Classical Text References

  • The Zhong Yi Shi Jia entry derived from the Quan Guo Zhong Cao Yao Hui Bian describes Xia Tian Ju as bitter and cold, using the whole plant to clear heat, drain dampness, resolve toxin, and reduce swelling for fever, bronchitis, throat inflammation, tonsillitis, jaundice hepatitis, sores, and snakebite.
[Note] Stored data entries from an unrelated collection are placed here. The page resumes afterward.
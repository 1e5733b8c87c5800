//! Messaging screen reducer: broadcast campaigns

use clubdeck_core::csv::CsvDoc;
use clubdeck_core::filter::{self, Facet};

use crate::action::ListAction;
use crate::dispatch::DispatchResult;
use crate::effect::Effect;
use crate::model::{campaign, Campaign};
use crate::reducer::drawer::campaign_form;
use crate::reducer::list::{self, ListOutcome};
use crate::state::AppState;

pub fn reduce(state: &mut AppState, action: ListAction) -> DispatchResult<Effect> {
    let msg = &mut state.messaging;
    let filtered = filter::apply(
        msg.store.records(),
        &msg.controls.query,
        &[
            &msg.channel as &dyn Facet<Campaign>,
            &msg.status as &dyn Facet<Campaign>,
        ],
    );

    match list::handle(&mut msg.controls, &filtered, action) {
        ListOutcome::Done(changed) => DispatchResult {
            changed,
            effects: vec![],
        },

        ListOutcome::Facet(n) => {
            match n {
                0 => msg.channel = msg.channel.cycle(),
                1 => msg.status = msg.status.cycle(),
                _ => return DispatchResult::unchanged(),
            }
            msg.controls.page.reset();
            msg.controls.cursor = 0;
            DispatchResult::changed()
        }

        ListOutcome::Export => {
            let rows = msg
                .controls
                .selection
                .export_source(msg.store.records(), filtered);
            let csv = CsvDoc::project(&rows, &campaign::export_columns()).to_csv();
            tracing::info!(rows = rows.len(), "exporting broadcasts");
            DispatchResult::changed_with(Effect::WriteCsv {
                prefix: "broadcasts",
                csv,
            })
        }

        ListOutcome::Open(Some(id)) => {
            state.drawer = msg.store.get(&id).map(|c| campaign_form(Some(c)));
            DispatchResult::changed()
        }
        ListOutcome::Open(None) | ListOutcome::Create => {
            state.drawer = Some(campaign_form(None));
            DispatchResult::changed()
        }

        ListOutcome::Message | ListOutcome::StatusFlip(_) => DispatchResult::unchanged(),
    }
}

#[cfg(test)]
mod tests {
    use super::*;
    use crate::action::Action;
    use crate::model::ChannelFilter;
    use crate::reducer::reducer;
    use chrono::NaiveDate;

    fn state() -> AppState {
        AppState::new(8, NaiveDate::from_ymd_opt(2025, 8, 22).expect("valid"))
    }

    #[test]
    fn channel_facet_narrows_the_board() {
        let mut s = state();
        reducer(&mut s, Action::Campaigns(ListAction::FacetCycle(0)));
        assert_eq!(s.messaging.channel, ChannelFilter::Push);
        let filtered = s.messaging.filtered();
        assert_eq!(filtered.len(), 1);
        assert_eq!(filtered[0].name, "VIP Networking Tonight");
    }

    #[test]
    fn export_includes_delivery_metrics() {
        let mut s = state();
        let result = reducer(&mut s, Action::Campaigns(ListAction::Export));
        let Effect::WriteCsv { prefix, csv } = &result.effects[0] else {
            panic!("expected WriteCsv");
        };
        assert_eq!(*prefix, "broadcasts");
        assert!(csv.lines().next().unwrap_or("").contains("\"Opens\""));
        assert!(csv.contains("\"4800\""));
    }

    #[test]
    fn open_prefills_the_compose_drawer() {
        let mut s = state();
        reducer(&mut s, Action::Campaigns(ListAction::Open));
        let drawer = s.drawer.as_ref().expect("drawer open");
        assert!(drawer
            .fields
            .iter()
            .any(|f| f.value == "VIP Networking Tonight"));
    }
}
  • The state-reviewed Dayi platform expands the folk profile to include dispelling wind-dampness, reducing pain, and use for pneumonia, malaria, traumatic swelling, toothache, and breast inflammatory disorders, underscoring that the herb sits at the border of febrile, damp-heat, and local toxic-swelling practice.
  • EVIDENCE NOTE: unlike flagship classical herbs, Xia Tian Ju has sparse canonical formula citations in major English-language TCM databases, so this monograph intentionally emphasizes later regional materia medica and conservative therapeutic claims.